The aim of this study was to encapsulate garlic extract by complex coacervation method using whey protein isolate (WPI)/chitosan (CH) and gum Arabic (GA)/CH as wall materials. Two anionic biopolymers (GA and WPI) were used to find the most suitable wall materials to interact electrostatically with cationic CH. The complex coacervates were freeze-dried to obtain microparticles powders. The microparticles were examined for the nitrogen adsorption/desorption, Fourier transform infrared spectroscopy (FTIR), X-ray diffraction (XRD), thermogravimetric analysis (TGA), differential scanning calorimeter (DSC), sorption isotherms, zeta potential, antioxidant activity, total phenolic content, solubility, moisture content, hygroscopicity, size distribution, and water activity. X-ray diffractograms evidenced microparticles with amorphous structure. WPI/CH and GA/CH microparticles showed surface area of 2.23 and 2.40 m² g⁻¹ and mean pore diameter of 5.20 and 5.37 nm, respectively. The nitrogen adsorption/desorption assay showed that microparticles presented mesopores and macropores that resulted in quick completion of microparticles surface monolayer with nitrogen. The sorption characteristics of microparticles followed the type II isotherm and Guggenheim-Anderson-de Boer (GAB) model was the best model to fit the experimental data. FTIR spectrum of microparticles reveals physical interactions between garlic compounds and functional groups of wall materials, indicating that garlic compounds were intact and encapsulated. TGA results indicated that the wall materials were effective in protecting the garlic sensitive compounds. The negative carboxyl groups (–COO⁻) of GA were better than WPI for coacervation with positive amino groups (NH₃⁺) of chitosan in terms of less hygroscopicity, smaller particle size, and higher retention of garlic phenolic compounds.

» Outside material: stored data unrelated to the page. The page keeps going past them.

//! Logging setup and span constructors.
//!
//! Logs go to stderr so stdout stays reserved for JSON reports.

use std::io;
use std::sync::Once;
use tracing::Span;
use tracing_subscriber::{fmt, layer::SubscriberExt, util::SubscriberInitExt, EnvFilter};

static INIT: Once = Once::new();

/// Log output format.
#[derive(Debug, Clone, Copy, Default, PartialEq, Eq, clap::ValueEnum)]
pub enum LogFormat {
    /// Human-readable logs.
    #[default]
    Pretty,
    /// One JSON object per event (for CI).
    Json,
}

/// Initializes the global subscriber. Subsequent calls are no-ops.
///
/// `RUST_LOG` overrides the default `info` level.
pub fn init_logging(format: LogFormat) {
    INIT.call_once(|| {
        let env_filter = EnvFilter::try_from_default_env().unwrap_or_else(|_| EnvFilter::new("info"));

        // A subscriber installed elsewhere (tests) wins.
        let _ = match format {
            LogFormat::Json => tracing_subscriber::registry()
                .with(env_filter)
                .with(fmt::layer().json().with_writer(io::stderr))
                .try_init(),
            LogFormat::Pretty => tracing_subscriber::registry()
                .with(env_filter)
                .with(fmt::layer().with_target(false).with_writer(io::stderr))
                .try_init(),
        };
    });
}

/// Span covering one pipeline invocation.
#[must_use]
pub fn build_span(operation: &str, build_id: &str) -> Span {
    tracing::info_span!("build", op = operation, build_id = build_id)
}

这项研究的目的是使用乳清蛋白分离物（WPI）/壳聚糖（CH）和阿拉伯树胶（GA）/ CH作为壁材料，通过复合凝聚法将大蒜提取物包囊起来。使用两种阴离子生物聚合物（GA和WPI）来找到最合适的壁材料，以与阳离子CH发生静电相互作用。将复合凝聚层冷冻干燥以获得微粒粉末。检查了微粒的氮吸附/解吸，傅立叶变换红外光谱（FTIR），X射线衍射（XRD），热重分析（TGA），差示扫描量热仪（DSC），吸附等温线，ζ电位，抗氧化剂活性，总含量酚含量，溶解度，水分含量，吸湿性，尺寸分布和水活度。X射线衍射图证明具有无定形结构的微粒。² g ^-1，平均孔径分别为5.20和5.37 nm。氮吸附/解吸试验表明，微粒呈现中孔和大孔，导致用氮快速完成微粒表面单层。微粒的吸附特性遵循II型等温线，Guggenheim-Anderson-de Boer（GAB）模型是适合实验数据的最佳模型。微粒的FTIR光谱揭示了大蒜化合物与壁材料的官能团之间的物理相互作用，表明大蒜化合物是完整的并被包封。TGA结果表明该壁材料可有效保护大蒜敏感化合物。负羧基（-COO ^-与壳聚糖的正氨基（NH ₃ ⁺）凝聚相比，GA优于WPI，这是因为它的吸湿性较小，粒径较小，并且大蒜酚类化合物的保留率更高。